• [Task to carry out]
Please copy, character for character, each line from the beginning of the listing to the line containing "listener changes the", including both.

== Supplied information ==

// SPDX-License-Identifier: MPL-2.0
//! Snapshot fan-out to renderers.
//!
//! Listeners are called synchronously, in registration order, with the
//! ordered list of active notifications after every change. The listener
//! list is copied before each fan-out, so listeners may subscribe or
//! unsubscribe (themselves or others) while being called.
//!
//! Every snapshot carries a revision. A listener is never handed a snapshot
//! older than one it has already received, so when a listener changes the
//! notifications during fan-out, the listeners after it end on the newer
//! state instead of the one being delivered when the change happened.

use super::notification::Notification;
use std::any::Any;
use std::panic::{self, AssertUnwindSafe};
use std::sync::atomic::{AtomicU64, Ordering};
use std::sync::{Arc, Mutex, MutexGuard, PoisonError, Weak};

/// Callback receiving the current ordered snapshot.
pub type Listener<C> = Arc<dyn Fn(&[Notification<C>]) + Send + Sync>;

/// Registry of snapshot listeners.
pub struct SubscriptionBus<C> {
    inner: Arc<BusInner<C>>,
}

struct Entry<C> {
    id: u64,
    listener: Listener<C>,
    /// Revision of the newest snapshot handed to this listener.
    delivered: Arc<AtomicU64>,
}

struct BusInner<C> {
    next_id: AtomicU64,
    listeners: Mutex<Vec<Entry<C>>>,
}

impl<C> BusInner<C> {
    fn listeners(&self) -> MutexGuard<'_, Vec<Entry<C>>> {
        self.listeners.lock().unwrap_or_else(PoisonError::into_inner)
    }
}

/// Removes a listener by id; implemented by the bus so that subscriptions
/// do not need to carry the content type.
trait Unsubscribe: Send + Sync {
    fn remove(&self, id: u64);
}

impl<C: 'static> Unsubscribe for BusInner<C> {
    fn remove(&self, id: u64) {
        self.listeners().retain(|entry| entry.id != id);
    }
}

impl<C> Default for SubscriptionBus<C> {
    fn default() -> Self {
        Self {
            inner: Arc::new(BusInner {
                next_id: AtomicU64::new(1),
                listeners: Mutex::new(Vec::new()),
            }),
        }
    }
}

impl<C: 'static> SubscriptionBus<C> {
    #[must_use]
    pub fn new() -> Self {
        Self::default()
    }

    /// Registers a listener. It stays registered until
    /// [`Subscription::unsubscribe`] is called.
    pub fn subscribe<F>(&self, listener: F) -> Subscription
    where
        F: Fn(&[Notification<C>]) + Send + Sync + 'static,
    {
        let id = self.inner.next_id.fetch_add(1, Ordering::Relaxed);
        self.inner.listeners().push(Entry {
            id,
            listener: Arc::new(listener),
            delivered: Arc::new(AtomicU64::new(0)),
        });
        let registry: Arc<dyn Unsubscribe> = self.inner.clone();
        Subscription {
            id,
            registry: Arc::downgrade(&registry),
        }
    }

    /// Calls every listener registered at the time of the call, skipping
    /// those that already received `revision` or a newer one.
    ///
    /// Revisions must grow with every change; `0` is never delivered.
    ///
    /// # Panics
    ///
    /// Resumes the first listener panic once every other listener has been
    /// called.
    pub fn publish(&self, revision: u64, snapshot: &[Notification<C>]) {
        let targets: Vec<(Listener<C>, Arc<AtomicU64>)> = self
            .inner
            .listeners()
            .iter()
            .map(|entry| (Arc::clone(&entry.listener), Arc::clone(&entry.delivered)))
            .collect();

        let mut first_panic: Option<Box<dyn Any + Send + 'static>> = None;
        for (listener, delivered) in targets {
            if delivered.fetch_max(revision, Ordering::AcqRel) >= revision {
                tracing::trace!(revision, "listener already saw a newer snapshot");
                continue;
            }
            if let Err(payload) = panic::catch_unwind(AssertUnwindSafe(|| listener(snapshot))) {
                tracing::warn!(revision, "snapshot listener panicked");
                first_panic.get_or_insert(payload);
            }
        }
        if let Some(payload) = first_panic {
            panic::resume_unwind(payload);
        }
    }

    #[must_use]
    pub fn listener_count(&self) -> usize {
        self.inner.listeners().len()
    }
}

/// Handle returned by `subscribe`.
///
/// Dropping it does not unsubscribe; call [`unsubscribe`](Self::unsubscribe).
#[must_use = "keep the subscription to be able to unsubscribe"]
pub struct Subscription {
    id: u64,
    registry: Weak<dyn Unsubscribe>,
}

impl Subscription {
    /// Stops delivering snapshots to the listener.
    ///
    /// Idempotent, and safe to call after the bus has been dropped.
    pub fn unsubscribe(&self) {
        if let Some(registry) = self.registry.upgrade() {
            registry.remove(self.id);
        }
    }
}

impl std::fmt::Debug for Subscription {
    fn fmt(&self, f: &mut std::fmt::Formatter<'_>) -> std::fmt::Result {
        f.debug_struct("Subscription").field("id", &self.id).finish()
    }
}

#[cfg(test)]
mod tests {
    use super::*;
    use std::sync::atomic::AtomicUsize;

    fn recording_listener(
        log: &Arc<Mutex<Vec<&'static str>>>,
        name: &'static str,
    ) -> impl Fn(&[Notification<String>]) + Send + Sync + 'static {
        let log = Arc::clone(log);
        move |_| log.lock().unwrap().push(name)
    }

    #[test]
    fn publish_reaches_listeners_in_registration_order() {
        let bus = SubscriptionBus::<String>::new();
        let log = Arc::new(Mutex::new(Vec::new()));
        let _a = bus.subscribe(recording_listener(&log, "a"));
        let _b = bus.subscribe(recording_listener(&log, "b"));

        bus.publish(1, &[]);

        assert_eq!(*log.lock().unwrap(), ["a", "b"]);
    }

    #[test]
    fn unsubscribe_stops_delivery_and_is_idempotent() {
        let bus = SubscriptionBus::<String>::new();
        let calls = Arc::new(AtomicUsize::new(0));
        let counted = Arc::clone(&calls);
        let subscription = bus.subscribe(move |_| {
            counted.fetch_add(1, Ordering::SeqCst);
        });

        bus.publish(1, &[]);
        subscription.unsubscribe();
        subscription.unsubscribe();
        bus.publish(2, &[]);

        assert_eq!(calls.load(Ordering::SeqCst), 1);
        assert_eq!(bus.listener_count(), 0);
    }

    #[test]
    fn unsubscribing_during_fan_out_does_not_skip_others() {
        let bus = SubscriptionBus::<String>::new();
        let log = Arc::new(Mutex::new(Vec::new()));
        let slot: Arc<Mutex<Option<Subscription>>> = Arc::new(Mutex::new(None));

        let own_slot = Arc::clone(&slot);
        let first_log = Arc::clone(&log);
        let first = bus.subscribe(move |_| {
            first_log.lock().unwrap().push("first");
            if let Some(subscription) = own_slot.lock().unwrap().take() {
                subscription.unsubscribe();
            }
        });
        *slot.lock().unwrap() = Some(first);
        let _second = bus.subscribe(recording_listener(&log, "second"));

        bus.publish(1, &[]);
        bus.publish(2, &[]);

        assert_eq!(*log.lock().unwrap(), ["first", "second", "second"]);
    }

    #[test]
    fn unsubscribe_after_bus_dropped_is_harmless() {
        let bus = SubscriptionBus::<String>::new();
        let subscription = bus.subscribe(|_| {});
        drop(bus);
        subscription.unsubscribe();
    }

    #[test]
    fn older_revision_is_not_delivered_after_newer_one() {
        let bus = SubscriptionBus::<String>::new();
        let calls = Arc::new(AtomicUsize::new(0));
        let counted = Arc::clone(&calls);
        let _subscription = bus.subscribe(move |_| {
            counted.fetch_add(1, Ordering::SeqCst);
        });

        bus.publish(3, &[]);
        bus.publish(2, &[]);
        bus.publish(3, &[]);
        bus.publish(4, &[]);

        assert_eq!(calls.load(Ordering::SeqCst), 2);
    }

    #[test]
    fn nested_publish_wins_over_outer_fan_out() {
        let bus = Arc::new(SubscriptionBus::<String>::new());
        let log = Arc::new(Mutex::new(Vec::new()));

        let nested_bus = Arc::clone(&bus);
        let _first = bus.subscribe(move |_| {
            // Republish once, as a listener changing the notifications would.
            nested_bus.publish(2, &[]);
        });
        let second_log = Arc::clone(&log);
        let _second = bus.subscribe(move |snapshot| {
            second_log.lock().unwrap().push(snapshot.len());
        });

        let outer = crate::notifications::NotificationConfig::info("outer".to_string())
            .resolve(&crate::config::ManagerConfig::default())
            .unwrap_or_else(|_| panic!("valid config"));
        let record = crate::notifications::store::Record::activate(
            crate::notifications::NotificationId::next(),
            outer,
        );
        bus.publish(1, &[record.notification]);

        // Only the nested, newer snapshot reaches the second listener.
        assert_eq!(*log.lock().unwrap(), [0]);
    }

    #[test]
    fn panicking_listener_does_not_starve_others() {
        let bus = SubscriptionBus::<String>::new();
        let log = Arc::new(Mutex::new(Vec::new()));
        let _panicking = bus.subscribe(|_| panic!("renderer failed"));
        let _second = bus.subscribe(recording_listener(&log, "second"));

        let result = panic::catch_unwind(AssertUnwindSafe(|| bus.publish(1, &[])));

        assert!(result.is_err());
        assert_eq!(*log.lock().unwrap(), ["second"]);
    }
}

===

• [Reply]
// SPDX-License-Identifier: MPL-2.0
//! Snapshot fan-out to renderers.
//!
//! Listeners are called synchronously, in registration order, with the
//! ordered list of active notifications after every change. The listener
//! list is copied before each fan-out, so listeners may subscribe or
//! unsubscribe (themselves or others) while being called.
//!
//! Every snapshot carries a revision. A listener is never handed a snapshot
//! older than one it has already received, so when a listener changes the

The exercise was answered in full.